Data shown:
--- START ---

//! Scalar coercion shared by every source.
//!
//! A token means the same thing no matter which source it came from, so all
//! three extractors funnel their raw text through this module. The one
//! sanctioned divergence is boolean syntax: file and environment tokens also
//! accept `1`/`0` ([`boolean`]), while flag tokens do not ([`switch`]).

use crate::error::{ConfigError, Result};
use crate::schema::{FieldKind, Value};

/// Strip matching leading/trailing double-quote pairs, repeatedly.
///
/// Idempotent on already-unquoted input; inner quotes that do not wrap the
/// whole token are left alone.
pub(crate) fn unquote(mut raw: &str) -> &str {
    while raw.len() >= 2 && raw.starts_with('"') && raw.ends_with('"') {
        raw = &raw[1..raw.len() - 1];
    }
    raw
}

/// Parse a boolean token as found in file and environment sources.
///
/// Empty string, `true`, `True`, and `1` are true; `false`, `False`, and `0`
/// are false. Anything else fails with [`ConfigError::InvalidValue`].
pub fn boolean(raw: &str) -> Result<bool> {
    match raw {
        "" | "true" | "True" | "1" => Ok(true),
        "false" | "False" | "0" => Ok(false),
        _ => Err(ConfigError::InvalidValue {
            value: raw.to_string(),
            kind: FieldKind::Boolean,
        }),
    }
}

/// Parse a boolean token as found on the command line.
///
/// The empty string (a bare `--flag`) is true; `1`/`0` are not accepted here.
pub fn switch(raw: &str) -> Result<bool> {
    match raw {
        "" | "true" | "True" => Ok(true),
        "false" | "False" => Ok(false),
        _ => Err(ConfigError::InvalidValue {
            value: raw.to_string(),
            kind: FieldKind::Boolean,
        }),
    }
}

/// Parse an integer token.
///
/// Outer quote pairs are stripped first so that quoted negative numbers
/// survive argument parsers that would otherwise read `-10` as a flag. After
/// one optional sign, a `0b`/`0o`/`0x` prefix (either case) selects base
/// 2/8/16; base 10 otherwise. The sign applies to the parsed magnitude.
pub fn integer(raw: &str) -> Result<i64> {
    let invalid = || ConfigError::InvalidValue {
        value: raw.to_string(),
        kind: FieldKind::Integer,
    };

    let val = unquote(raw);
    let (negative, magnitude) = match val.as_bytes().first() {
        Some(b'-') => (true, &val[1..]),
        Some(b'+') => (false, &val[1..]),
        _ => (false, val),
    };

    let prefix = magnitude.get(..2).map(str::to_ascii_lowercase);
    let (base, digits) = match prefix.as_deref() {
        Some("0b") => (2, &magnitude[2..]),
        Some("0o") => (8, &magnitude[2..]),
        Some("0x") => (16, &magnitude[2..]),
        _ => (10, magnitude),
    };

    // from_str_radix tolerates a leading sign of its own; a second sign, or
    // one after a base prefix, is not a numeral.
    if digits.starts_with('-') || digits.starts_with('+') {
        return Err(invalid());
    }

    let parsed = i64::from_str_radix(digits, base).map_err(|_| invalid())?;
    Ok(if negative { -parsed } else { parsed })
}

/// Parse a string token: strip outer quote pairs, pass the rest through.
///
/// `--foo="bar baz"` reaches the extractor as `"bar baz"`; returning it
/// without the quotes is the natural reading. Internal whitespace and quotes
/// are preserved.
pub fn string(raw: &str) -> String {
    unquote(raw).to_string()
}

/// Coerce a token to the given kind.
///
/// Kind dispatch is a closed match: every declarable kind has a parser, so
/// unsupported kinds cannot reach this point (they are rejected when the
/// schema is registered, see [`FieldKind::from_str`]).
///
/// Booleans use the lenient [`boolean`] form; the flag extractor handles its
/// stricter syntax itself.
pub fn coerce(kind: FieldKind, raw: &str) -> Result<Value> {
    match kind {
        FieldKind::String => Ok(Value::String(string(raw))),
        FieldKind::Integer => Ok(Value::Integer(integer(raw)?)),
        FieldKind::Boolean => Ok(Value::Boolean(boolean(raw)?)),
    }
}

#[cfg(test)]
mod tests {
    use super::*;
    use proptest::prelude::*;

    #[test]
    fn unquote_strips_matching_pairs() {
        assert_eq!(unquote("\"bar baz\""), "bar baz");
        assert_eq!(unquote("\"\"nested\"\""), "nested");
        assert_eq!(unquote("plain"), "plain");
        // Inner quotes do not wrap the whole token, so they stay.
        assert_eq!(unquote("bar=\"baz\""), "bar=\"baz\"");
        assert_eq!(unquote("\""), "\"");
        assert_eq!(unquote("\"\""), "");
    }

    #[test]
    fn boolean_truthy_and_falsy() {
        for raw in ["", "true", "True", "1"] {
            assert_eq!(boolean(raw).unwrap(), true, "{raw:?}");
        }
        for raw in ["false", "False", "0"] {
            assert_eq!(boolean(raw).unwrap(), false, "{raw:?}");
        }
    }

    #[test]
    fn boolean_rejects_garbage() {
        let err = boolean("quux").unwrap_err();
        assert_eq!(
            err,
            ConfigError::InvalidValue {
                value: "quux".to_string(),
                kind: FieldKind::Boolean,
            }
        );
    }

    #[test]
    fn switch_rejects_numeric_literals() {
        assert_eq!(switch("").unwrap(), true);
        assert_eq!(switch("True").unwrap(), true);
        assert_eq!(switch("false").unwrap(), false);
        assert!(switch("1").is_err());
        assert!(switch("0").is_err());
    }

    #[test]
    fn integer_parses_all_bases() {
        for raw in ["10", "0b1010", "0o12", "0xa", "0XA"] {
            assert_eq!(integer(raw).unwrap(), 10, "{raw:?}");
        }
    }

    #[test]
    fn integer_parses_negative_numbers() {
        for raw in ["-10", "-0b1010", "-0o12", "-0xa"] {
            assert_eq!(integer(raw).unwrap(), -10, "{raw:?}");
        }
        assert_eq!(integer("+10").unwrap(), 10);
    }

    #[test]
    fn integer_parses_quoted_negative_numbers() {
        assert_eq!(integer("\"-10\"").unwrap(), -10);
        assert_eq!(integer("\"\"-0xa\"\"").unwrap(), -10);
    }

    #[test]
    fn integer_rejects_non_numerals() {
        for raw in ["buff", "", "--10", "+-10", "0x+5", "0b", "0b12", "10.5", "0x10g"] {
            assert!(integer(raw).is_err(), "{raw:?}");
        }
    }

    #[test]
    fn string_passthrough_preserves_inner_quotes() {
        assert_eq!(string("bar=\"baz\""), "bar=\"baz\"");
        assert_eq!(string("\"bar baz\""), "bar baz");
        assert_eq!(string("bar baz quux"), "bar baz quux");
    }

    #[test]
    fn coerce_dispatches_by_kind() {
        assert_eq!(
            coerce(FieldKind::String, "\"x\"").unwrap(),
            Value::String("x".to_string())
        );
        assert_eq!(coerce(FieldKind::Integer, "0o12").unwrap(), Value::Integer(10));
        assert_eq!(coerce(FieldKind::Boolean, "0").unwrap(), Value::Boolean(false));
    }

    proptest! {
        #[test]
        fn unquote_is_idempotent(s in ".*") {
            let once = unquote(&s).to_string();
            prop_assert_eq!(unquote(&once), once.as_str());
        }

        #[test]
        fn integer_round_trips_every_base(n in any::<u32>(), negative in any::<bool>()) {
            let sign = if negative { "-" } else { "" };
            let expected = if negative { -i64::from(n) } else { i64::from(n) };
            for repr in [
                format!("{sign}{n}"),
                format!("{sign}0b{n:b}"),
                format!("{sign}0o{n:o}"),
                format!("{sign}0x{n:x}"),
            ] {
                prop_assert_eq!(integer(&repr).unwrap(), expected);
            }
        }
    }
}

--- END ---

Work item:
After examining the listing, give only the count of lines holding the string "flag".

Output below:
4